Microporous Too Root Preparation And Combustion Performance Of Propellant

By utilizing supercritical fluid foaming technology, this paper has prepared the microporous TEGDN propellants with the pore-shell structure in the process of supercritical CO2fluids distribution heating-up foaming. How the foaming process conditions such as saturation time, saturation pressure, foaming temperature, saturation temperature, desorption time affect the foam morphology of microporous TEGDN propellants has been systematically researched. Moreover, microporous morphology has been characterized by scanning electron microscopy, combustion behavior and combustion performance of microporous TEGDN propellants also have been preliminarily researched through the suspension of combustion and the closed bomb test.The photograph of scanning electron microscopy shows that with increase of saturation time or saturation temperature or saturation pressure, cell density was increased while cell diameter was decreased; the impact of foaming temperature on cell morphology is a little more complex and the experiment result shows that the optimum foaming temperature is about80℃; with increase of desorption time,cell density was decreased while cell diameter and cortical thickness was increased. The suspension of combustion result shows that the combustion of microporous TEGDN propellants easily starts from the two ends, then along the axial direction goes into the core layer, finally gets into interior portion with wedge shape until interconnect. The closed bomb test result shows that the burning rate of microporous TEGDN propellants has been improved.

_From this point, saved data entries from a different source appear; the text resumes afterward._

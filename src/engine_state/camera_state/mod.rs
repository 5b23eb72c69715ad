//! # Camera State Management
//!
//! Keeps the camera, its projection and the GPU copy of the camera uniform
//! in step with the player.
//!
//! ## Core Components
//! - `Camera`: Eye position and orientation derived from the player
//! - `Projection`: The zoom-scaled frustum
//! - `CameraUniform`: GPU representation of camera data for shaders

use crate::core::StSystem;

use super::{buffer_state::BufferState, physics::player::Player, settings::EngineSettings};

pub mod camera;

/// Name of the GPU buffer used for camera uniform data
pub const CAMERA_BUFFER_NAME: &str = "camera_buffer";

/// Owns the camera and uploads it to the GPU.
///
/// # Fields
/// - `camera`: The camera used for the most recent frame
/// - `camera_uniform`: GPU-optimized camera data for shaders
/// - `projection`: Frustum settings, resized with the window
/// - `buffer_state`: Manages GPU buffer state
pub struct CameraState {
    pub camera: camera::Camera,
    pub camera_uniform: camera::CameraUniform,
    pub projection: camera::Projection,
    pub buffer_state: StSystem<BufferState>,
}

impl CameraState {
    /// Creates the camera state and its uniform buffer.
    ///
    /// # Arguments
    /// * `buffer_state` - The buffer state system for GPU resource management
    /// * `player` - The player to start looking through
    /// * `width`, `height` - Surface size in pixels
    /// * `settings` - Frustum settings
    pub fn new(
        buffer_state: StSystem<BufferState>,
        player: &Player,
        width: u32,
        height: u32,
        settings: &EngineSettings,
    ) -> Self {
        let camera = camera::Camera::from_player(player);
        let projection = camera::Projection::new(
            width,
            height,
            settings.frustum_half_height,
            settings.near_plane,
            settings.far_plane,
        );

        let mut camera_uniform = camera::CameraUniform::new();
        camera_uniform.update_view_proj(&camera, &projection, 1.0);

        buffer_state.get_mut().create_buffer_init(
            CAMERA_BUFFER_NAME,
            wgpu::util::BufferInitDescriptor {
                label: Some(CAMERA_BUFFER_NAME),
                contents: bytemuck::cast_slice(&[camera_uniform]),
                usage: wgpu::BufferUsages::UNIFORM | wgpu::BufferUsages::COPY_DST,
            },
        );

        CameraState {
            camera,
            camera_uniform,
            projection,
            buffer_state,
        }
    }

    /// Rebuilds the camera from the player and writes the uniform buffer.
    ///
    /// This should be called once per frame, after the player has moved.
    pub fn update(&mut self, player: &Player, zoom: f32) {
        self.camera = camera::Camera::from_player(player);
        self.camera_uniform
            .update_view_proj(&self.camera, &self.projection, zoom);
        self.buffer_state.get_mut().write_buffer(
            CAMERA_BUFFER_NAME,
            0,
            bytemuck::cast_slice(&[self.camera_uniform]),
        );
    }

    /// Updates the aspect ratio after a surface resize.
    pub fn resize(&mut self, width: u32, height: u32) {
        self.projection.resize(width, height);
    }
}
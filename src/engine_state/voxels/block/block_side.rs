//! # Block Side Module
//!
//! This module defines the six faces of a voxel block and the orientation
//! codes the renderer uses to expand a face record into a quad.

/// Represents the six possible faces of a voxel block.
///
/// The world's `y` axis grows downward, so `UP` faces `-y` (toward the sky)
/// and `DOWN` faces `+y`. The discriminants are the orientation codes carried
/// by every face vertex and interpreted by the face shader.
#[derive(PartialEq, Eq, Hash, Copy, Clone, Debug)]
pub enum BlockSide {
    /// Faces the sky (`-y`)
    UP = 1,

    /// Faces `+x`
    EAST = 2,

    /// Faces `+z`
    NORTH = 3,

    /// Faces `-x`
    WEST = 4,

    /// Faces `-z`
    SOUTH = 5,

    /// Faces the ground (`+y`)
    DOWN = 6,
}

impl BlockSide {
    /// Returns all six faces in the order the mesher emits them.
    ///
    /// The order is: [UP, SOUTH, NORTH, WEST, EAST, DOWN]
    pub fn all() -> [BlockSide; 6] {
        [
            BlockSide::UP,
            BlockSide::SOUTH,
            BlockSide::NORTH,
            BlockSide::WEST,
            BlockSide::EAST,
            BlockSide::DOWN,
        ]
    }

    /// The orientation code written into face vertices.
    pub fn orientation_code(self) -> u32 {
        self as u32
    }

    /// Grid offset of the neighbor this face looks at.
    pub fn neighbor_offset(self) -> (i32, i32, i32) {
        match self {
            BlockSide::UP => (0, -1, 0),
            BlockSide::DOWN => (0, 1, 0),
            BlockSide::SOUTH => (0, 0, -1),
            BlockSide::NORTH => (0, 0, 1),
            BlockSide::WEST => (-1, 0, 0),
            BlockSide::EAST => (1, 0, 0),
        }
    }
}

During burning initial stage, the dynamic activity value of microporous TEGDN propellants is significantly higher than that of conventional propellants,which shows progressive combustion in a short time, however after this surface-reduction combustion is longer.Through the research on principle, method and process of microcellular foaming of microporous TEGDN propellants, as well as influencing factors of micropore morphology and combustion performance, the paper lay experimental foundation of the preparation and application of microporous TEGDN propellants.